Using the entries that follow, write out the line containing "frame.index() + 1, detections.len());", the line containing "CaptureSession::new(frame_source, detector, annotator, sink);", and every line between them, exactly and nothing else.

─── Information provided ───

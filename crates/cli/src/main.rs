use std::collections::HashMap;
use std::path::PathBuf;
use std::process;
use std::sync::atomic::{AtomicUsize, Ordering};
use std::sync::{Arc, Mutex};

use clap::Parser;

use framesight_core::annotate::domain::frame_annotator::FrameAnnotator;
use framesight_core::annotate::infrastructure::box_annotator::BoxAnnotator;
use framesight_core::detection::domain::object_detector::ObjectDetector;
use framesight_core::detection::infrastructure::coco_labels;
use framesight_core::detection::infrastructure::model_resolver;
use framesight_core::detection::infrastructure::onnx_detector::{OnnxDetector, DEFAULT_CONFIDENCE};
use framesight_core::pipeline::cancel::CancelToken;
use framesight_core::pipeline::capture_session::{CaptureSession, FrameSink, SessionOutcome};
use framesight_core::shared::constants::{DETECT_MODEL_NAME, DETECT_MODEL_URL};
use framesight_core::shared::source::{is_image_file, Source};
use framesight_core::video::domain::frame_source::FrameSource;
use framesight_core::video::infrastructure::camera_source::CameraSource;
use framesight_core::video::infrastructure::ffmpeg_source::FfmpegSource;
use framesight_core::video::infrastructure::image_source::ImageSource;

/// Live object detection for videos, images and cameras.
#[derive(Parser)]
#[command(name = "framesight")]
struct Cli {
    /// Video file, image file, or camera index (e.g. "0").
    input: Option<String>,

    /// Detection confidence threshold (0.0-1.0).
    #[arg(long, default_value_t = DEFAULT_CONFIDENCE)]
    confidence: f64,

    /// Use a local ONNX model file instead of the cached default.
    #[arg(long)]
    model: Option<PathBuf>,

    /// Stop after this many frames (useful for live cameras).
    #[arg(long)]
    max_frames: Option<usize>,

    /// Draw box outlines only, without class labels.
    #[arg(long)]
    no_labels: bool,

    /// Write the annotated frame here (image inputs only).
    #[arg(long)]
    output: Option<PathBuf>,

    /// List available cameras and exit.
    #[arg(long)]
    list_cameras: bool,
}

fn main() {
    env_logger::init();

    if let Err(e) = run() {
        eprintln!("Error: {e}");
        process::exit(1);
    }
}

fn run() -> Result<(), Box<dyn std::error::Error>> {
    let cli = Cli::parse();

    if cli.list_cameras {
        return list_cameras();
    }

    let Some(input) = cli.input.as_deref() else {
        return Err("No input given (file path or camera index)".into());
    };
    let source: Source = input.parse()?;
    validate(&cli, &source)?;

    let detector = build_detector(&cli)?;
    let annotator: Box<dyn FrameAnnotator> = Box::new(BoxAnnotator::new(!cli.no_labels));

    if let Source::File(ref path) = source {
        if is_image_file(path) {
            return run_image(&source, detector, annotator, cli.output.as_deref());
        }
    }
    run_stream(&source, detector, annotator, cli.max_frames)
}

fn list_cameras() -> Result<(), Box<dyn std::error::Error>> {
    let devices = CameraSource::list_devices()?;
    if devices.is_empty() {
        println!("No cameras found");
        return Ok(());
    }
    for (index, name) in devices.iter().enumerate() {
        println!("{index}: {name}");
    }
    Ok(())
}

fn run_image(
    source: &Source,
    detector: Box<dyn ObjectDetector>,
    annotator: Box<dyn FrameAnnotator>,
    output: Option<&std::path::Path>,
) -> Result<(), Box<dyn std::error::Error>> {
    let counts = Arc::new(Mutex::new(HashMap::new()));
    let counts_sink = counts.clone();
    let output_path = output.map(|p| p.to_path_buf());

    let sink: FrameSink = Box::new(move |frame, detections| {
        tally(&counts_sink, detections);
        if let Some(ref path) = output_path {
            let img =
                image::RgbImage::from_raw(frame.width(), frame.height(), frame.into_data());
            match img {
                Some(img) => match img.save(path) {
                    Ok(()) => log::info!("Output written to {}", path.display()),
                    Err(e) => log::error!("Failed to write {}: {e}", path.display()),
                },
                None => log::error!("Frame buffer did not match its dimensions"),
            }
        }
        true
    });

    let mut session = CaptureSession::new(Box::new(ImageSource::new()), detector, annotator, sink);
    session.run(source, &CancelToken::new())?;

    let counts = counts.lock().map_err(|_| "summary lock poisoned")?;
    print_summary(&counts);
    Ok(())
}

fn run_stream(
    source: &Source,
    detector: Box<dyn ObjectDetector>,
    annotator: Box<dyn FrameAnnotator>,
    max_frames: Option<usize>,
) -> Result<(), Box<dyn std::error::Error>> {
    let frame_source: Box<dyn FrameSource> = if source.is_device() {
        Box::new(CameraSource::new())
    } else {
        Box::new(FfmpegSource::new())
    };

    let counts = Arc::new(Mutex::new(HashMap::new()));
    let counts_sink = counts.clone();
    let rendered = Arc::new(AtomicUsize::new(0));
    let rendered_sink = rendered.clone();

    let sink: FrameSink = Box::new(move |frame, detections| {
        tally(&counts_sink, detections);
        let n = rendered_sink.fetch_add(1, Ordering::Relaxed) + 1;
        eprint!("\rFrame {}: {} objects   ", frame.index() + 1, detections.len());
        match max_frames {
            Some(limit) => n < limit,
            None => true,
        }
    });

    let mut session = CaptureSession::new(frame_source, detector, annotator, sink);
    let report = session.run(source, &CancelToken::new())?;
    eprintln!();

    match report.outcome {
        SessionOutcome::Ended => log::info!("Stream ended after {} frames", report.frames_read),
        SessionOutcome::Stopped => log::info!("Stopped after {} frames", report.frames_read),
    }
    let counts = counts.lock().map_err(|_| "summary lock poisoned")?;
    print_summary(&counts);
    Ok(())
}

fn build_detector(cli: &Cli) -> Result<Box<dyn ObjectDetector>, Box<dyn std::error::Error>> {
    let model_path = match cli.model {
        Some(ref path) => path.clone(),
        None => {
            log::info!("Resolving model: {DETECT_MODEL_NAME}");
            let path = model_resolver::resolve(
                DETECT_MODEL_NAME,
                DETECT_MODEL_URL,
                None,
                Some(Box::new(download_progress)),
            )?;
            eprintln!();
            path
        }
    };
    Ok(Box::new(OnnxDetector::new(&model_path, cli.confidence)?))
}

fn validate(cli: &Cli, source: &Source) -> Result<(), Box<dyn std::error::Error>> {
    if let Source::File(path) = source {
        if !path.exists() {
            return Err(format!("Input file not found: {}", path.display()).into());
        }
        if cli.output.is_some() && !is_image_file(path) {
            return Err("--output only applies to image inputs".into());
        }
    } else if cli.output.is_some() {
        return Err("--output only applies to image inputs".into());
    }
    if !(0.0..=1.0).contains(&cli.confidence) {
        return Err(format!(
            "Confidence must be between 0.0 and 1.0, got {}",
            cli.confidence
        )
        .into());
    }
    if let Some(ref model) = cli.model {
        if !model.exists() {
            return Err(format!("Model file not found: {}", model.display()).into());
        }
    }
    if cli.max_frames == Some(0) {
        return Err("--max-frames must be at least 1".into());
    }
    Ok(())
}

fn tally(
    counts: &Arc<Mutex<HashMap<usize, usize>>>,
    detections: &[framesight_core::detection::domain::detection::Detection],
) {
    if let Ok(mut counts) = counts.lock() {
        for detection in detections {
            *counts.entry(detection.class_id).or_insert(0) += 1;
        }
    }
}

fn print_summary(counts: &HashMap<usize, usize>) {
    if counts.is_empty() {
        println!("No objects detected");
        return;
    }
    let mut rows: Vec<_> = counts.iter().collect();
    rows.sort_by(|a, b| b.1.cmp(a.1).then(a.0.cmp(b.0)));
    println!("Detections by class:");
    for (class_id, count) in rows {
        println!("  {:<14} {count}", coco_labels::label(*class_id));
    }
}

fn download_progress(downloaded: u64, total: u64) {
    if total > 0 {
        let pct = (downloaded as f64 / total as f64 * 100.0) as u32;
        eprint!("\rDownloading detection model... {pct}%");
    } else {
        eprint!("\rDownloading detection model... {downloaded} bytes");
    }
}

───

Exercise output =>
        eprint!("\rFrame {}: {} objects   ", frame.index() + 1, detections.len());
        match max_frames {
            Some(limit) => n < limit,
            None => true,
        }
    });

    let mut session = CaptureSession::new(frame_source, detector, annotator, sink);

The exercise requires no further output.